If passed, commercial skipping on DVRs, even if just fast forwarding, could be prohibitted. I'm just waiting for Congress to also pass legislation that prohibits me from changing channels when a commercial might be on. Heaven forbid someone turning the channel over to the HSN...you may never be able to get your DVR off the channel.


----------



## SAEMike (May 29, 2004)

I doubt this will ever happen. I have been hearing about this happening since I first bought my stand alone Tivo. 

I'm not concerned.


----------



## BuckeyeChris (Apr 20, 2004)

Let's make sure this doesn't happen by writing your US Senators. Contact your Senators and tell them that HR2391 is a bad idea. http://www.senate.gov/ for contact information.

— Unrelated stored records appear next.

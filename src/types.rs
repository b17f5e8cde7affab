//! Core aliases and byte-level helpers shared across the store.

use alloy_primitives::B256;
use sha2::{Digest, Sha256};

/// A 32-byte tree chunk: leaf payloads and internal node hashes.
pub type Chunk = B256;

/// Generalized index of a node in the perfect binary tree. The root is 1;
/// node `g` has children `2g` (left) and `2g + 1` (right).
pub type Gindex = u64;

/// Encode a gindex as its on-disk key: 8 bytes, little-endian. This is the
/// only key format the engine sees.
#[inline]
pub fn key_bytes(gindex: Gindex) -> [u8; 8] {
    gindex.to_le_bytes()
}

/// Pack a u64 into a chunk, little-endian in the leading 8 bytes. Also the
/// layout of a list's length mix-in.
#[inline]
pub fn chunk_of_u64(v: u64) -> Chunk {
    let mut chunk = Chunk::ZERO;
    chunk[..8].copy_from_slice(&v.to_le_bytes());
    chunk
}

/// Read a little-endian u64 from the leading 8 bytes.
#[inline]
pub fn u64_from_le(bytes: &[u8]) -> u64 {
    let mut buf = [0u8; 8];
    buf.copy_from_slice(&bytes[..8]);
    u64::from_le_bytes(buf)
}

/// SHA-256 of the concatenation of two chunks.
#[inline]
pub fn hash_pair(left: &Chunk, right: &Chunk) -> Chunk {
    let mut h = Sha256::new();
    h.update(left);
    h.update(right);
    Chunk::from_slice(&h.finalize())
}

#[cfg(test)]
mod tests {
    use super::*;

    #[test]
    fn test_key_bytes() {
        assert_eq!(key_bytes(1), [1, 0, 0, 0, 0, 0, 0, 0]);
        assert_eq!(key_bytes(0x0102), [2, 1, 0, 0, 0, 0, 0, 0]);
    }

    #[test]
    fn test_u64_chunk_round_trip() {
        let chunk = chunk_of_u64(777);
        assert_eq!(u64_from_le(chunk.as_slice()), 777);
        assert!(chunk[8..].iter().all(|&b| b == 0));
    }
}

Edit - Here's a form letter you can copy and paste and send to your Senators. Both my Senators had e-mail contact forms so I imagine they all do.

Dear Senator <Your Senator>:

I urge you to vote no against HR2391, the Intellectual Property Protection Act, should it reach the floor of the Senate for a vote. This bill contains a controversial provision that would prohibit consumers from using technology for skipping any commercials or promotional announcements. Thereby making my Digital Video Recorder (DVR) that allows me to fast-forward through commercials and objectionable content illegal.

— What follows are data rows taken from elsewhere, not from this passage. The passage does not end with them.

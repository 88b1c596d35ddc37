//! Constant folding and speculative-mode checks.

use super::ast::{BinaryOp, Callee, Expr, LogicalOp, UnaryOp};
use crate::error::CompileError;
use crate::value::Value;
use std::sync::Arc;

/// Folds constant subexpressions.
///
/// Only operations that cannot fail are folded; an overflow or a division
/// by zero is left for the run time to report.
pub(crate) fn fold(expr: Expr) -> Expr {
    match expr {
        Expr::List(items) => {
            let items: Vec<Expr> = items.into_iter().map(fold).collect();
            if items.iter().all(|e| e.as_const().is_some()) {
                let values: Vec<Value> = items
                    .into_iter()
                    .filter_map(|e| match e {
                        Expr::Const(v) => Some(v),
                        _ => None,
                    })
                    .collect();
                Expr::Const(Value::List(Arc::from(values)))
            } else {
                Expr::List(items)
            }
        }
        Expr::Unary(op, operand) => {
            let operand = fold(*operand);
            match (op, operand.as_const()) {
                (UnaryOp::Neg, Some(Value::Int(v))) if *v != i32::MIN => Expr::Const(Value::Int(-v)),
                (UnaryOp::BitNot, Some(Value::Int(v))) => Expr::Const(Value::Int(!v)),
                (UnaryOp::Not, Some(Value::Nil)) => Expr::Const(Value::True),
                (UnaryOp::Not, Some(Value::True)) => Expr::Const(Value::Nil),
                (UnaryOp::Not, Some(Value::Int(v))) => Expr::Const(Value::from_bool(*v == 0)),
                _ => Expr::Unary(op, Box::new(operand)),
            }
        }
        Expr::Binary(op, lhs, rhs) => {
            let lhs = fold(*lhs);
            let rhs = fold(*rhs);
            match fold_binary(op, lhs.as_const(), rhs.as_const()) {
                Some(v) => Expr::Const(v),
                None => Expr::Binary(op, Box::new(lhs), Box::new(rhs)),
            }
        }
        Expr::Logical(op, lhs, rhs) => {
            let lhs = fold(*lhs);
            let rhs = fold(*rhs);
            let truth = |e: &Expr| e.as_const().and_then(const_truth);
            match (op, truth(&lhs), truth(&rhs)) {
                (LogicalOp::And, Some(false), _) | (LogicalOp::Or, Some(true), _) => {
                    Expr::Const(Value::from_bool(op == LogicalOp::Or))
                }
                (_, Some(_), Some(r)) => Expr::Const(Value::from_bool(r)),
                _ => Expr::Logical(op, Box::new(lhs), Box::new(rhs)),
            }
        }
        Expr::Conditional(cond, then, otherwise) => {
            let cond = fold(*cond);
            let then = fold(*then);
            let otherwise = fold(*otherwise);
            match cond.as_const().and_then(const_truth) {
                Some(true) => then,
                Some(false) => otherwise,
                None => Expr::Conditional(Box::new(cond), Box::new(then), Box::new(otherwise)),
            }
        }
        Expr::Index(container, index) => Expr::Index(Box::new(fold(*container)), Box::new(fold(*index))),
        Expr::Prop { obj, prop, args } => Expr::Prop {
            obj: obj.map(|o| Box::new(fold(*o))),
            prop,
            args: args.map(|a| a.into_iter().map(fold).collect()),
        },
        Expr::Call { callee, args } => Expr::Call {
            callee: match callee {
                Callee::Pointer(p) => Callee::Pointer(Box::new(fold(*p))),
                other => other,
            },
            args: args.into_iter().map(fold).collect(),
        },
        Expr::Assign { op, target, value } => Expr::Assign {
            op,
            target: Box::new(fold_target(*target)),
            value: Box::new(fold(*value)),
        },
        other => other,
    }
}

/// Folds inside an assignment target without collapsing the target itself.
fn fold_target(target: Expr) -> Expr {
    match target {
        Expr::Index(container, index) => Expr::Index(Box::new(fold_target(*container)), Box::new(fold(*index))),
        Expr::Prop { obj, prop, args } => Expr::Prop {
            obj: obj.map(|o| Box::new(fold(*o))),
            prop,
            args,
        },
        other => other,
    }
}

/// The truth value of a constant, if it has a fixed one.
fn const_truth(value: &Value) -> Option<bool> {
    match value {
        Value::Nil => Some(false),
        Value::Int(v) => Some(*v != 0),
        Value::True | Value::Str(_) | Value::List(_) | Value::Obj(_) => Some(true),
        _ => None,
    }
}

fn fold_binary(op: BinaryOp, lhs: Option<&Value>, rhs: Option<&Value>) -> Option<Value> {
    let (lhs, rhs) = (lhs?, rhs?);
    match (lhs, rhs) {
        (Value::Int(a), Value::Int(b)) => {
            let (a, b) = (*a, *b);
            let v = match op {
                BinaryOp::Add => Value::Int(a.checked_add(b)?),
                BinaryOp::Sub => Value::Int(a.checked_sub(b)?),
                BinaryOp::Mul => Value::Int(a.checked_mul(b)?),
                BinaryOp::Div => Value::Int(a.checked_div(b)?),
                BinaryOp::Mod => Value::Int(a.checked_rem(b)?),
                BinaryOp::BitAnd => Value::Int(a & b),
                BinaryOp::BitOr => Value::Int(a | b),
                BinaryOp::BitXor => Value::Int(a ^ b),
                BinaryOp::Shl => Value::Int(a.wrapping_shl(b as u32)),
                BinaryOp::Ashr => Value::Int(a.wrapping_shr(b as u32)),
                BinaryOp::Lshr => Value::Int((a as u32).wrapping_shr(b as u32) as i32),
                BinaryOp::Eq => Value::from_bool(a == b),
                BinaryOp::Ne => Value::from_bool(a != b),
                BinaryOp::Lt => Value::from_bool(a < b),
                BinaryOp::Le => Value::from_bool(a <= b),
                BinaryOp::Gt => Value::from_bool(a > b),
                BinaryOp::Ge => Value::from_bool(a >= b),
            };
            Some(v)
        }
        (Value::Str(a), Value::Str(b)) => match op {
            BinaryOp::Add => Some(Value::from_str(format!("{a}{b}"))),
            BinaryOp::Eq => Some(Value::from_bool(a == b)),
            BinaryOp::Ne => Some(Value::from_bool(a != b)),
            _ => None,
        },
        _ => None,
    }
}

/// Rejects constructs that could have side effects in speculative mode.
pub(crate) fn check_speculative(expr: &Expr) -> Result<(), CompileError> {
    match expr {
        Expr::Assign { .. } => Err(CompileError::new("assignment is not allowed in speculative evaluation")),
        Expr::Call { .. } => Err(CompileError::new("function calls are not allowed in speculative evaluation")),
        Expr::Prop { args: Some(_), .. } => Err(CompileError::new(
            "method calls are not allowed in speculative evaluation",
        )),
        Expr::Prop { obj, .. } => obj.as_deref().map_or(Ok(()), check_speculative),
        Expr::List(items) => items.iter().try_for_each(check_speculative),
        Expr::Index(a, b) | Expr::Binary(_, a, b) | Expr::Logical(_, a, b) => {
            check_speculative(a)?;
            check_speculative(b)
        }
        Expr::Unary(_, a) => check_speculative(a),
        Expr::Conditional(c, a, b) => {
            check_speculative(c)?;
            check_speculative(a)?;
            check_speculative(b)
        }
        Expr::Const(_) | Expr::Local(_) | Expr::SelfObj | Expr::Context(_) | Expr::ArgCount { .. } => Ok(()),
    }
}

Such a provision is an affront to consumer rights and the rights of families to control what they watch in the privacy of their homes. Thank you for your consideration.

Sincerely:

<Your Name>


----------



## mwgiii (Jul 19, 2002)

Done!

This thread should be moved to the General Satellite area so more people can see it.


----------



## HappyGoLucky (Jan 11, 2004)

Orin Hatch once proposed a bill that would have technically made it illegal to leave the room when a commercial aired, so no more getting up to go to the bathroom!

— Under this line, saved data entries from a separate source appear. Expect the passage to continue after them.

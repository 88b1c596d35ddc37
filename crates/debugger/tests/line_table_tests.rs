// Line and method lookups, checked against a linear scan.

use proptest::prelude::*;
use std::collections::BTreeSet;
use vmdbg_debugger::{LineMatch, MethodHeaderIndex, SourceFileEntry, SourceFileTable};

fn entry_with(lines: &[(u32, u32)]) -> SourceFileEntry {
    let mut entry = SourceFileEntry::new("main.t", 0, true);
    for &(line, addr) in lines {
        entry.add_line(line, addr);
    }
    entry
}

/// Line records with strictly ascending lines and arbitrary addresses.
fn line_records() -> impl Strategy<Value = Vec<(u32, u32)>> {
    (prop::collection::btree_set(1u32..500, 0..40), prop::collection::vec(any::<u32>(), 40)).prop_map(
        |(lines, addrs): (BTreeSet<u32>, Vec<u32>)| lines.into_iter().zip(addrs).collect(),
    )
}

proptest! {
    #[test]
    fn nearest_line_is_the_next_line_with_code(records in line_records(), probe in 0u32..520) {
        let entry = entry_with(&records);
        let expected = records
            .iter()
            .find(|(line, _)| *line >= probe)
            .or_else(|| records.last())
            .map(|&(line, addr)| LineMatch { addr, line });

        prop_assert_eq!(entry.find_code_address(probe, false), expected);
    }

    #[test]
    fn exact_lookup_matches_only_recorded_lines(records in line_records(), probe in 0u32..520) {
        let entry = entry_with(&records);
        let expected = records
            .iter()
            .find(|(line, _)| *line == probe)
            .map(|&(line, addr)| LineMatch { addr, line });

        prop_assert_eq!(entry.find_code_address(probe, true), expected);
        for &(line, addr) in &records {
            prop_assert_eq!(entry.find_code_address(line, true), Some(LineMatch { addr, line }));
        }
    }

    #[test]
    fn method_start_is_the_last_entry_at_or_before(
        starts in prop::collection::btree_set(1u32..100_000, 1..60),
        probe in 0u32..110_000,
    ) {
        let mut index = MethodHeaderIndex::new();
        index.alloc_method_header_list(starts.len());
        for &addr in &starts {
            index.push(addr);
        }

        let expected = starts.range(..=probe).next_back().copied();
        prop_assert_eq!(index.find_method_start(probe), expected);
    }
}

#[test]
fn test_lookup_in_main_source() {
    // line -> address for a file whose code was emitted out of order
    let records = [(3, 0x140), (5, 0x100), (6, 0x108), (9, 0x120), (12, 0x150)];
    let entry = entry_with(&records);

    assert_eq!(entry.find_code_address(5, true).map(|m| m.addr), Some(0x100));
    assert_eq!(entry.find_code_address(7, true), None);
    assert_eq!(
        entry.find_code_address(7, false),
        Some(LineMatch { addr: 0x120, line: 9 })
    );
    assert_eq!(entry.find_code_address(1, false).map(|m| m.line), Some(3));
    assert_eq!(entry.find_code_address(40, false).map(|m| m.line), Some(12));
}

#[test]
fn test_empty_file_has_no_lines() {
    let entry = entry_with(&[]);
    assert_eq!(entry.find_code_address(1, false), None);
    assert_eq!(entry.find_code_address(1, true), None);
}

#[test]
fn test_line_records_stop_at_the_ceiling() {
    let mut table = SourceFileTable::new(3);
    let entry = table.add_entry("big.t", 0, true);
    for line in 1..=5 {
        entry.add_line(line, line * 0x10);
    }
    assert_eq!(entry.lines().len(), 3);
    assert_eq!(entry.dropped_lines(), 2);
    assert_eq!(entry.find_code_address(9, false).map(|m| m.line), Some(3));
}

#[test]
fn test_included_files_alias_their_master() {
    let mut table = SourceFileTable::default();
    table.add_entry("lib/adv3.t", 0, true);
    table.add_entry("main.t", 1, true);
    table.add_entry("lib/adv3.t", 0, false);

    assert_eq!(table.len(), 3);
    assert_eq!(table.find_by_name("main.t"), Some(1));
    let alias = table.get(2).unwrap();
    assert!(!alias.is_master());
    assert_eq!(alias.orig_index(), 0);
    assert_eq!(vmdbg_debugger::source_file::root_name("lib/adv3.t"), "adv3.t");
}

What we have are people in the Senate and House who owe their job not to their constituents but to the lobbyists and corporations who paid their campaign expenses and fund their pet projects, including groups like the RIAA and MPAA.


On a related front, I've noticed of late several commercials which I cannot "fast forward" through on my HDVR2. I'm watching a show, commercials come on, I start fast-forward, and it stops on some commercial, just freezes. I can hit play and it will begin playing but if I try to fast-forward, it freezes on that commercial. I can hit the 30-second skip or the frame advance and get over that point (seems to be about a 5 or 10 second area) and fast-forward will return to normal function. I've seen this on commercials on only the broadcast networks, not on any other channels, and not all the time. I wonder if there is a way they can "code" a commercial to disable fast-forward on these machines already?


----------



## Danny R (Jul 5, 2002)

This bill is a good example of how our congressmen hijack legislation.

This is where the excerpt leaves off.